In Norfolk Malcolm is converted to the Nation of Islam, a somewhat fundamentalist, very American sect of Islam that is in large part a cult of personality around a guy who (quite predictably, IMO) later turns out to have been fucking his secretaries. The book does a very good job of explaining why this sect was attractive to the people who joined it, not just ideologically, but in terms of the actual concrete ways in which it helped the people who were involved, from its success rate in rehabbing people off drugs to the self-defense classes it ran (which, predictably, scared the shit out of white people). The accounts of Malcolm X’s career as the Nation’s main spokesperson and “the angriest black man in America” are also extremely funny, in that they really succeed in highlighting how ridiculous the white press’ freakouts over the Nation of Islam were. White people’s concern about Nation of Islam was not wariness over the cult of personality aspect, which would be normal and sensible; instead, we are treated to a parade of highly undignified displays of white defensiveness, to which Malcolm does not concede one inch of cover.
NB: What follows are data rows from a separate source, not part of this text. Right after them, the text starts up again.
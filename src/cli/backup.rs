//! Portable backup commands: `backup run`, `backup status` and `check-fresh`.

use super::CliContext;
use crate::backup::{BackupExporter, BackupOptions, BackupOutcome, BackupTrigger};
use crate::freshness::{Freshness, check_freshness};
use anyhow::Result;
use chrono::Utc;
use clap::{Args, Subcommand};
use serde::Serialize;
use std::path::PathBuf;

/// Arguments for the backup command.
#[derive(Args, Debug)]
pub struct BackupArgs {
    #[command(subcommand)]
    pub command: BackupCommand,
}

#[derive(Subcommand, Debug)]
pub enum BackupCommand {
    /// Export the store into the backup directory
    Run {
        /// Export even when nothing changed since the last backup
        #[arg(short, long)]
        force: bool,
    },
    /// Show the last backup and the throttle window
    Status,
}

/// Run the backup command.
pub async fn run_backup(args: &BackupArgs, ctx: &CliContext) -> Result<()> {
    let exporter = BackupExporter::from_config(&ctx.paths, &ctx.config);
    match &args.command {
        BackupCommand::Run { force } => {
            let engine = ctx.open_migrated_engine().await?;
            let options = BackupOptions {
                force: *force,
                trigger: BackupTrigger::Manual,
            };
            let outcome = exporter.run(engine.as_ref(), options).await;
            engine.close().await?;
            let outcome = outcome?;
            ctx.emit(&outcome, || print_outcome(&outcome))
        }
        BackupCommand::Status => {
            let status = exporter.status(Utc::now())?;
            ctx.emit(&status, || {
                println!("Backup directory: {}", status.dir.display());
                match &status.state {
                    None => println!("No backup has been written yet."),
                    Some(state) => {
                        if let Some(at) = state.last_backup {
                            println!("Last backup:      {}", at.to_rfc3339());
                        }
                        if let Some(commit) = &state.last_commit {
                            println!("Last commit:      {}", commit);
                        }
                        println!("Last event id:    {}", state.last_event_id);
                        println!("Issues:           {}", state.counts.issues);
                        println!("Events:           {}", state.counts.events);
                    }
                }
                println!("Interval:         {}s", status.interval_secs);
                match status.next_eligible {
                    Some(next) => println!("Next automatic:   {}", next.to_rfc3339()),
                    None if status.throttled => println!("Next automatic:   never"),
                    None => {}
                }
            })
        }
    }
}

fn print_outcome(outcome: &BackupOutcome) {
    match outcome {
        BackupOutcome::Exported(report) => {
            println!("Backup written to {}", report.dir.display());
            for (table, count) in report.counts.iter() {
                println!("  {:<14}{}", table, count);
            }
            println!("  ({} new events)", report.events_appended);
            for warning in &report.warnings {
                println!("Warning: {}", warning);
            }
        }
        BackupOutcome::Unchanged { commit } => match commit {
            Some(commit) => println!("No changes since the last backup (commit {}).", commit),
            None => println!("No changes since the last backup."),
        },
        BackupOutcome::Throttled { next_eligible } => match next_eligible {
            Some(next) => println!("Backup throttled until {}.", next.to_rfc3339()),
            None => println!("Automatic backups are throttled indefinitely."),
        },
        BackupOutcome::NoHandle => println!("No open store; backup skipped."),
        BackupOutcome::Failed(warning) => println!("Backup failed: {}", warning),
    }
}

/// Arguments for the check-fresh command.
#[derive(Args, Debug)]
pub struct CheckFreshArgs {
    /// Portable export to compare against (default: from metadata.json)
    #[arg(long)]
    pub file: Option<PathBuf>,
}

#[derive(Debug, Serialize)]
struct FreshnessReport {
    file: PathBuf,
    #[serde(flatten)]
    freshness: Freshness,
}

/// Run the check-fresh command. A stale store is reported as an error.
pub async fn run_check_fresh(args: &CheckFreshArgs, ctx: &CliContext) -> Result<()> {
    let file = match &args.file {
        Some(file) => file.clone(),
        None => ctx.paths.portable_export(&ctx.persisted()?),
    };
    let engine = ctx.open_migrated_engine().await?;
    let result = check_freshness(engine.as_ref(), &file).await;
    engine.close().await?;

    let report = FreshnessReport {
        file,
        freshness: result?,
    };
    ctx.emit(&report, || match &report.freshness {
        Freshness::Fresh => println!("Store is up to date with {}.", report.file.display()),
        Freshness::NoPortableFile => {
            println!("No portable export at {}; nothing to compare.", report.file.display())
        }
        Freshness::NoBaseline => println!("Store has never recorded an import; check skipped."),
        Freshness::UnparsableBaseline { raw } => {
            println!("Recorded import time {:?} is unreadable; check skipped.", raw)
        }
    })
}

#[cfg(test)]
mod tests {
    use super::*;
    use crate::config::AppConfig;
    use tempfile::TempDir;

    #[tokio::test]
    async fn test_backup_run_requires_migration() {
        let temp = TempDir::new().unwrap();
        let mut config = AppConfig::default();
        config.data_dir = temp.path().to_path_buf();
        let ctx = CliContext::new(config, true);

        let args = BackupArgs {
            command: BackupCommand::Run { force: false },
        };
        let err = run_backup(&args, &ctx).await.unwrap_err();
        assert!(err.to_string().contains("trackdb migrate"));
    }

    #[tokio::test]
    async fn test_backup_status_before_first_run() {
        let temp = TempDir::new().unwrap();
        let mut config = AppConfig::default();
        config.data_dir = temp.path().to_path_buf();
        let ctx = CliContext::new(config, true);

        let args = BackupArgs {
            command: BackupCommand::Status,
        };
        run_backup(&args, &ctx).await.unwrap();
    }
}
It probably wasn’t funny to have to deal with on a regular basis, but it’s pretty entertaining to read.


Following an acrimonious split with the Nation of Islam, Malcolm goes traveling, where he has many wholesome experiences dealing with non-American white people who aren’t terrible that cause him to develop somewhat less bitter, more optimistic views about the possibility of people of different races getting along if we can somehow purge America of its addiction to being racist as shit. While there is a bunch of really good stuff in this part of the book, I still found it a bit of a lull, because I am a terrible person as a reader and don’t go in much for wholesome stuff, and certainly not stuff that’s both wholesome and spiritual. The lull does make a pretty brilliant tonal setup toward the end of the book, all this becoming nicer and more optimistic sort of thing, because as you probably know, at the end he gets brutally murdered.


The epilogue, which runs a full 75 pages and is written in first-person POV by Alex Haley, is riveting. The beginning gives us a behind-the-scenes peek at the stuff we’ve all just read, and a different, outside perspective on Malcolm X, one unmediated by Malcolm’s own editorializing about what other people think of him. The middle recounts the weeks before the murder, as they rushed to get the autobiography finished, knowing that it was likely that one of the attempts on his life could be successful at any time. And the end is a horrifyingly unputdownable account of the assassination itself and its aftermath, including the unanswered questions about who actually carried out the murder, and why.


Fortunately for me, there is a Netflix documentary series that further explores those unanswered questions, so I might actually be motivated to carve out some time for myself to sit down and watch some TV like a normal person for the first time since this pandemic started.